Evil, Muted but Omnipresent
[In "Three Days and a Child," Yehoshua's] talent is immediately apparent. He has been influenced by Kafka and, like him, has managed to convey, by the specifics of objective reality, a unique inner world. He is a fabulist; his characters inhabit a familiar but mysterious universe in which meaning and emotion are expressed by many esthetic elements: leitmotif, counterpoint, and, when he is in full control, over-all structure.
"Flood Tide" is the one story in the collection that doesn't make it at all. It is too abstract, too remote from the natural world (the landscape of Israel) to be convincing. The title story, however, is fascinating; too diffuse, like some of the others, but an extraordinary study of what the Bible, the great Talmudists and Hassidic masters called "the evil impulse."

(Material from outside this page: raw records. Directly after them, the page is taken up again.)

//! Unit-tagged scalar lengths.
//!
//! A [`Length`] always carries its [`LengthUnit`].  Binary operations convert
//! the right-hand side into the units of the left-hand side before combining,
//! so `1in + 1mm` is `1.0393…in`.

use std::cmp::Ordering;
use std::fmt;
use std::ops::{Add, Mul, Sub};
use std::str::FromStr;

use schemars::JsonSchema;
use serde::{Deserialize, Serialize};

use crate::GuardError;

/// Supported length units.  Millimeters are the base unit for conversion.
#[derive(Debug, Clone, Copy, PartialEq, Eq, Hash, Default, Serialize, Deserialize, JsonSchema)]
pub enum LengthUnit {
    #[default]
    #[serde(rename = "mm")]
    Millimeters,
    #[serde(rename = "cm")]
    Centimeters,
    #[serde(rename = "m")]
    Meters,
    #[serde(rename = "in")]
    Inches,
    #[serde(rename = "ft")]
    Feet,
    #[serde(rename = "mil")]
    Mils,
    #[serde(rename = "μm", alias = "um")]
    Microns,
}

impl LengthUnit {
    pub const ALL: [LengthUnit; 7] = [
        LengthUnit::Millimeters,
        LengthUnit::Centimeters,
        LengthUnit::Meters,
        LengthUnit::Inches,
        LengthUnit::Feet,
        LengthUnit::Mils,
        LengthUnit::Microns,
    ];

    /// Abbreviation used when formatting and parsing.
    pub fn short_name(self) -> &'static str {
        match self {
            LengthUnit::Millimeters => "mm",
            LengthUnit::Centimeters => "cm",
            LengthUnit::Meters => "m",
            LengthUnit::Inches => "in",
            LengthUnit::Feet => "ft",
            LengthUnit::Mils => "mil",
            LengthUnit::Microns => "μm",
        }
    }

    /// How many millimeters one of this unit is.
    fn millimeters_per_unit(self) -> f64 {
        match self {
            LengthUnit::Millimeters => 1.0,
            LengthUnit::Centimeters => 10.0,
            LengthUnit::Meters => 1000.0,
            LengthUnit::Inches => 25.4,
            LengthUnit::Feet => 25.4 * 12.0,
            LengthUnit::Mils => 25.4 / 1000.0,
            LengthUnit::Microns => 1.0 / 1000.0,
        }
    }

    fn from_short_name(s: &str) -> Option<Self> {
        let normalized = s.trim().replace('u', "μ");
        Self::ALL
            .into_iter()
            .find(|unit| unit.short_name().eq_ignore_ascii_case(&normalized))
    }
}

impl fmt::Display for LengthUnit {
    fn fmt(&self, f: &mut fmt::Formatter<'_>) -> fmt::Result {
        f.write_str(self.short_name())
    }
}

/// A scalar length with units.
///
/// Serialized as text, e.g. `"1.500mm"`, so machine files can state lengths in
/// whichever units they were measured in.
#[derive(Debug, Clone, Copy, PartialEq, Serialize, Deserialize)]
#[serde(try_from = "String", into = "String")]
pub struct Length {
    value: f64,
    units: LengthUnit,
}

impl Length {
    pub fn new(value: f64, units: LengthUnit) -> Self {
        Self { value, units }
    }

    /// Shorthand for a length in millimeters.
    pub fn mm(value: f64) -> Self {
        Self::new(value, LengthUnit::Millimeters)
    }

    pub fn zero() -> Self {
        Self::mm(0.0)
    }

    pub fn value(&self) -> f64 {
        self.value
    }

    pub fn units(&self) -> LengthUnit {
        self.units
    }

    /// Convert to `units`, going through millimeters.
    pub fn convert_to_units(self, units: LengthUnit) -> Self {
        if self.units == units {
            return self;
        }
        let mm = self.value * self.units.millimeters_per_unit();
        Self::new(mm / units.millimeters_per_unit(), units)
    }

    /// The value of this length in millimeters.
    pub fn to_mm(self) -> f64 {
        self.convert_to_units(LengthUnit::Millimeters).value
    }

    /// Total ordering after converting `other` into `self`'s units.
    pub fn compare(&self, other: &Length) -> Ordering {
        self.value
            .total_cmp(&other.convert_to_units(self.units).value)
    }

    /// Parse `"<number><spaces><unit>"`.  A missing unit falls back to
    /// `default_units`; when that is `None` as well, the text is rejected.
    ///
    /// The number part is the longest prefix made of digits, `-` and `.`.
    /// A `u` in the unit is read as `μ`, so `"25um"` means microns.
    pub fn parse(text: &str, default_units: Option<LengthUnit>) -> Result<Self, GuardError> {
        let invalid = || GuardError::InvalidLength(text.to_string());
        let s = text.trim();
        let start_of_units = s.find(|ch: char| ch != '-' && ch != '.' && !ch.is_ascii_digit());

        let (value_str, units) = match start_of_units {
            Some(idx) => {
                let units = LengthUnit::from_short_name(&s[idx..]).ok_or_else(invalid)?;
                (&s[..idx], units)
            }
            None => (s, default_units.ok_or_else(invalid)?),
        };

        let value = value_str.trim().parse::<f64>().map_err(|_| invalid())?;
        Ok(Self::new(value, units))
    }
}

impl Default for Length {
    fn default() -> Self {
        Self::zero()
    }
}

impl fmt::Display for Length {
    fn fmt(&self, f: &mut fmt::Formatter<'_>) -> fmt::Result {
        write!(f, "{:.3}{}", self.value, self.units.short_name())
    }
}

impl FromStr for Length {
    type Err = GuardError;

    /// Bare numbers are read as millimeters.
    fn from_str(s: &str) -> Result<Self, Self::Err> {
        Self::parse(s, Some(LengthUnit::Millimeters))
    }
}

impl TryFrom<String> for Length {
    type Error = GuardError;

    fn try_from(value: String) -> Result<Self, Self::Error> {
        value.parse()
    }
}

impl From<Length> for String {
    fn from(length: Length) -> Self {
        format!("{}{}", length.value, length.units.short_name())
    }
}

impl JsonSchema for Length {
    fn schema_name() -> String {
        "Length".to_string()
    }

    fn json_schema(generator: &mut schemars::r#gen::SchemaGenerator) -> schemars::schema::Schema {
        String::json_schema(generator)
    }
}

impl Add for Length {
    type Output = Length;

    fn add(self, rhs: Length) -> Length {
        Length::new(self.value + rhs.convert_to_units(self.units).value, self.units)
    }
}

impl Sub for Length {
    type Output = Length;

    fn sub(self, rhs: Length) -> Length {
        Length::new(self.value - rhs.convert_to_units(self.units).value, self.units)
    }
}

impl Mul<f64> for Length {
    type Output = Length;

    fn mul(self, rhs: f64) -> Length {
        Length::new(self.value * rhs, self.units)
    }
}

#[cfg(test)]
mod tests {
    use super::*;

    fn close(a: f64, b: f64) -> bool {
        (a - b).abs() < 1e-9
    }

    #[test]
    fn inches_convert_to_millimeters() {
        let l = Length::new(1.0, LengthUnit::Inches);
        assert!(close(l.to_mm(), 25.4));
        assert!(close(Length::new(1000.0, LengthUnit::Mils).to_mm(), 25.4));
        assert!(close(Length::new(250.0, LengthUnit::Microns).to_mm(), 0.25));
    }

    #[test]
    fn conversion_between_non_base_units() {
        let l = Length::new(1.0, LengthUnit::Feet).convert_to_units(LengthUnit::Inches);
        assert!(close(l.value(), 12.0));
        assert_eq!(l.units(), LengthUnit::Inches);
    }

    #[test]
    fn addition_keeps_lhs_units() {
        let sum = Length::mm(1.0) + Length::new(1.0, LengthUnit::Centimeters);
        assert_eq!(sum.units(), LengthUnit::Millimeters);
        assert!(close(sum.value(), 11.0));
    }

    #[test]
    fn compare_across_units() {
        let a = Length::new(1.0, LengthUnit::Inches);
        let b = Length::mm(25.0);
        assert_eq!(a.compare(&b), Ordering::Greater);
        assert_eq!(b.compare(&a), Ordering::Less);
        assert_eq!(Length::mm(10.0).compare(&Length::new(1.0, LengthUnit::Centimeters)), Ordering::Equal);
    }

    #[test]
    fn parse_with_units() {
        let l = Length::parse("1.5mm", None).unwrap();
        assert_eq!(l, Length::mm(1.5));

        let l = Length::parse("  -3 in ", None).unwrap();
        assert_eq!(l, Length::new(-3.0, LengthUnit::Inches));

        let l = Length::parse("25um", None).unwrap();
        assert_eq!(l.units(), LengthUnit::Microns);

        let l = Length::parse("2 MM", None).unwrap();
        assert_eq!(l.units(), LengthUnit::Millimeters);
    }

    #[test]
    fn parse_bare_number_uses_default_units() {
        assert_eq!(
            Length::parse("4", Some(LengthUnit::Inches)).unwrap(),
            Length::new(4.0, LengthUnit::Inches)
        );
        assert!(Length::parse("4", None).is_err());
        assert_eq!("7".parse::<Length>().unwrap(), Length::mm(7.0));
    }

    #[test]
    fn parse_rejects_garbage() {
        assert!(matches!(
            Length::parse("abc", Some(LengthUnit::Millimeters)),
            Err(GuardError::InvalidLength(_))
        ));
        assert!(Length::parse("1.2furlong", None).is_err());
        assert!(Length::parse("--1mm", None).is_err());
    }

    #[test]
    fn display_uses_three_decimals() {
        assert_eq!(Length::mm(1.5).to_string(), "1.500mm");
    }

    #[test]
    fn serde_as_text() {
        #[derive(Serialize, Deserialize)]
        struct Holder {
            height: Length,
        }
        let h: Holder = serde_json::from_str(r#"{"height":"0.5in"}"#).unwrap();
        assert_eq!(h.height, Length::new(0.5, LengthUnit::Inches));

        let json = serde_json::to_string(&Holder { height: Length::mm(2.0) }).unwrap();
        assert_eq!(json, r#"{"height":"2mm"}"#);
    }
}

Anguished by jealousy, the narrator wants to kill the child of a woman he once loved. It takes place in Jerusalem, where, "after nine in the evening, you'll be walking through a city of the dead." The empty streets, a thorn, a viper accidentally loosed in an apartment fill the story with the same menace that seems to emanate from the protagonist. He is an alienated intellectual, a type who appears in almost all of Yehoshua's stories: the rational man, sundered from his roots, who is confounded by his impulse to do evil….
Yehoshua is immensely popular in Israel, particularly with the young. It speaks well for them to recognize and respond to such a writer. I hope that Americans will also respond….
Hugh Nissenson, "Evil, Muted but Omnipresent," in The New York Times Book Review, October 25, 1970, p. 56.